ANYWAY.  we bought a little 4" tree and put our fave ornaments on it.  we put some lights on the porch and got a 3.5" inflatable santa yoda.  it's nice.  i like to call christmas 'traditional american familial holiday' because that's how we celebrate it.  i like seeing family and giving people gifts and enjoying time with people i love.  i've done a lot of my holiday shopping online.  i REFUSE to give any of my holiday money to any shops that are open on thanksgiving.  (i do not include grocery and pharmacy stores in this because they have always been open on t-day.)  it's mostly about the other types of stores - macy's, kohl's, target, kmart, sears are all on my no-no list.  i was bummed that macy's was open on thanksgiving - i did a huge portion of my holiday shopping there last year because they were closed on turkey day.  not this year.
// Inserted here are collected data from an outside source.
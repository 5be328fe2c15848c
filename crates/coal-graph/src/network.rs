use std::collections::{BTreeMap, BTreeSet, VecDeque};

use coal_core::{CoalError, VertexId};
use tracing::{debug, warn};

use crate::graph::{graph_error, ModelGraph};
use crate::vertex::Role;

/// Connected subgraph of a [`ModelGraph`] partitioned by vertex role.
///
/// All vertex lists are sorted by id, so the partition does not depend on the
/// terminals used to discover the component or on traversal order.
#[derive(Debug, Clone)]
pub struct BayesianNetwork<'g> {
    graph: &'g ModelGraph,
    members: Vec<VertexId>,
    latent: Vec<VertexId>,
    observed: Vec<VertexId>,
    deterministic: Vec<VertexId>,
    constant: Vec<VertexId>,
    topological: Vec<VertexId>,
    downstream: BTreeMap<VertexId, Vec<VertexId>>,
}

impl<'g> BayesianNetwork<'g> {
    /// Collects the connected component reachable from `terminals` over both
    /// parent and child edges and classifies its vertices.
    ///
    /// Fails when a terminal does not exist, when the component contains a
    /// directed cycle, or when an observed vertex of the graph lies outside the
    /// component.
    pub fn assemble(graph: &'g ModelGraph, terminals: &[VertexId]) -> Result<Self, CoalError> {
        if terminals.is_empty() {
            return Err(graph_error("no-terminals", "network assembly needs at least one vertex"));
        }
        let members = connected_component(graph, terminals)?;

        let mut latent = Vec::new();
        let mut observed = Vec::new();
        let mut deterministic = Vec::new();
        let mut constant = Vec::new();
        for &id in &members {
            match graph.role(id)? {
                Role::Latent => latent.push(id),
                Role::Observed => observed.push(id),
                Role::Deterministic => deterministic.push(id),
                Role::Constant => constant.push(id),
            }
        }

        let member_set: BTreeSet<VertexId> = members.iter().copied().collect();
        for id in graph.ids() {
            if graph.role(id)? == Role::Observed && !member_set.contains(&id) {
                return Err(graph_error(
                    "detached-observation",
                    "observed vertex is not attached to the network",
                )
                .with_context("vertex", id)
                .with_context("name", graph.display_name(id)));
            }
        }

        let topological = topological_order(graph, &members)?;
        let position: BTreeMap<VertexId, usize> = topological
            .iter()
            .enumerate()
            .map(|(idx, id)| (*id, idx))
            .collect();

        let mut downstream = BTreeMap::new();
        for &id in &latent {
            let mut affected = deterministic_descendants(graph, id)?;
            affected.sort_by_key(|vertex| position.get(vertex).copied().unwrap_or(usize::MAX));
            downstream.insert(id, affected);
        }

        let network = Self {
            graph,
            members,
            latent,
            observed,
            deterministic,
            constant,
            topological,
            downstream,
        };
        for id in network.unconstrained_latents()? {
            warn!(
                vertex = %id,
                name = %graph.display_name(id),
                "latent vertex has no observed descendant; its posterior equals its prior"
            );
        }
        debug!(
            members = network.members.len(),
            latent = network.latent.len(),
            observed = network.observed.len(),
            deterministic = network.deterministic.len(),
            constant = network.constant.len(),
            "assembled bayesian network"
        );
        Ok(network)
    }

    /// Returns the graph the network was assembled from.
    pub fn graph(&self) -> &'g ModelGraph {
        self.graph
    }

    /// Returns every member vertex sorted by id.
    pub fn members(&self) -> &[VertexId] {
        &self.members
    }

    /// Returns the latent vertices sorted by id.
    pub fn latent_vertices(&self) -> &[VertexId] {
        &self.latent
    }

    /// Returns the observed vertices sorted by id.
    pub fn observed_vertices(&self) -> &[VertexId] {
        &self.observed
    }

    /// Returns the deterministic vertices sorted by id.
    pub fn deterministic_vertices(&self) -> &[VertexId] {
        &self.deterministic
    }

    /// Returns the constant vertices sorted by id.
    pub fn constant_vertices(&self) -> &[VertexId] {
        &self.constant
    }

    /// Returns the latent and observed vertices, the terms of the joint log probability.
    pub fn probabilistic_vertices(&self) -> impl Iterator<Item = VertexId> + '_ {
        self.latent.iter().chain(self.observed.iter()).copied()
    }

    /// Returns all members ordered parents before children.
    pub fn topological_order(&self) -> &[VertexId] {
        &self.topological
    }

    /// Returns the deterministic members ordered parents before children.
    pub fn deterministic_order(&self) -> Vec<VertexId> {
        self.topological
            .iter()
            .copied()
            .filter(|id| matches!(self.graph.role(*id), Ok(Role::Deterministic)))
            .collect()
    }

    /// Returns the deterministic vertices whose value depends on `latent`,
    /// ordered parents before children.
    pub fn downstream_of(&self, latent: VertexId) -> &[VertexId] {
        self.downstream
            .get(&latent)
            .map(Vec::as_slice)
            .unwrap_or(&[])
    }

    /// Returns whether `id` belongs to the network.
    pub fn contains(&self, id: VertexId) -> bool {
        self.members.binary_search(&id).is_ok()
    }

    /// Returns the latent vertices that influence no observed vertex.
    pub fn unconstrained_latents(&self) -> Result<Vec<VertexId>, CoalError> {
        let mut result = Vec::new();
        for &latent in &self.latent {
            let mut seen = BTreeSet::new();
            let mut queue: VecDeque<VertexId> = VecDeque::from([latent]);
            let mut constrained = false;
            while let Some(id) = queue.pop_front() {
                for &child in self.graph.children(id)? {
                    if self.graph.role(child)? == Role::Observed {
                        constrained = true;
                        break;
                    }
                    if seen.insert(child) {
                        queue.push_back(child);
                    }
                }
                if constrained {
                    break;
                }
            }
            if !constrained {
                result.push(latent);
            }
        }
        Ok(result)
    }
}

fn connected_component(graph: &ModelGraph, terminals: &[VertexId]) -> Result<Vec<VertexId>, CoalError> {
    let mut visited = BTreeSet::new();
    let mut queue = VecDeque::new();
    for &terminal in terminals {
        graph.vertex(terminal)?;
        if visited.insert(terminal) {
            queue.push_back(terminal);
        }
    }
    while let Some(id) = queue.pop_front() {
        let parents = graph.parents(id)?;
        for neighbour in parents.iter().chain(graph.children(id)?.iter()) {
            if visited.insert(*neighbour) {
                queue.push_back(*neighbour);
            }
        }
    }
    Ok(visited.into_iter().collect())
}

fn deterministic_descendants(graph: &ModelGraph, latent: VertexId) -> Result<Vec<VertexId>, CoalError> {
    let mut seen = BTreeSet::new();
    let mut stack = vec![latent];
    while let Some(id) = stack.pop() {
        for &child in graph.children(id)? {
            if graph.role(child)? == Role::Deterministic && seen.insert(child) {
                stack.push(child);
            }
        }
    }
    Ok(seen.into_iter().collect())
}

#[derive(Clone, Copy, PartialEq, Eq)]
enum VisitState {
    NotVisited,
    Visiting,
    Visited,
}

fn topological_order(graph: &ModelGraph, members: &[VertexId]) -> Result<Vec<VertexId>, CoalError> {
    let mut states: BTreeMap<VertexId, VisitState> = members
        .iter()
        .map(|id| (*id, VisitState::NotVisited))
        .collect();
    let mut order = Vec::with_capacity(members.len());
    for &id in members {
        visit(graph, id, &mut states, &mut order)?;
    }
    Ok(order)
}

// Depth-first over parent edges; a vertex is emitted after all its parents.
fn visit(
    graph: &ModelGraph,
    id: VertexId,
    states: &mut BTreeMap<VertexId, VisitState>,
    order: &mut Vec<VertexId>,
) -> Result<(), CoalError> {
    match states.get(&id).copied().unwrap_or(VisitState::NotVisited) {
        VisitState::Visited => Ok(()),
        VisitState::Visiting => Err(graph_error("cycle-detected", "graph contains a directed cycle")
            .with_context("vertex", id)
            .with_context("name", graph.display_name(id))),
        VisitState::NotVisited => {
            states.insert(id, VisitState::Visiting);
            for parent in graph.parents(id)? {
                visit(graph, parent, states, order)?;
            }
            states.insert(id, VisitState::Visited);
            order.push(id);
            Ok(())
        }
    }
}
we decided to give 'the kids' cash.  the kids are my 17 year old twin sisters and our nieces and nephews (age range is like 10-24).  i saved a bit of money each week from like october to cover them.  and then i've been trying to buy something every week to cover the stockings and whatever.  i'm always in charge of stockings since my mom died.  chocolate marshmallow santas, bits of candy, tiny gifts - i get all types of shit to put in the stockings.

the biggest issue i'm having is finding a damn playstation 4.  i told awesome husband he could have one and made him trade in all his xbox crap (he has two games to hold him over) so we could put it towards a new ps4.  and now i can't find one.  fuck fuck fuck.  and remember, i can't buy it certain places - i'm planning on buying it from gamestop because they didn't open until 12am on black friday.  yes, it's practically opening on thanksgiving, but it's technically black friday.  they do midnight releases all the time, i'll give them that one.  they haven't had them in stock for weeks.  the other day awesome husband called one store and they were like, order it online - they're shipping by december 16.  i got on the website and - nope.  so today i'll be calling a fuckton of gamestop locations to figure out what's up.

and i'll be cooking.  napping.  watching american dad.  gathering info needed for my new per diem offer.  you know, just steph gas being steph gas.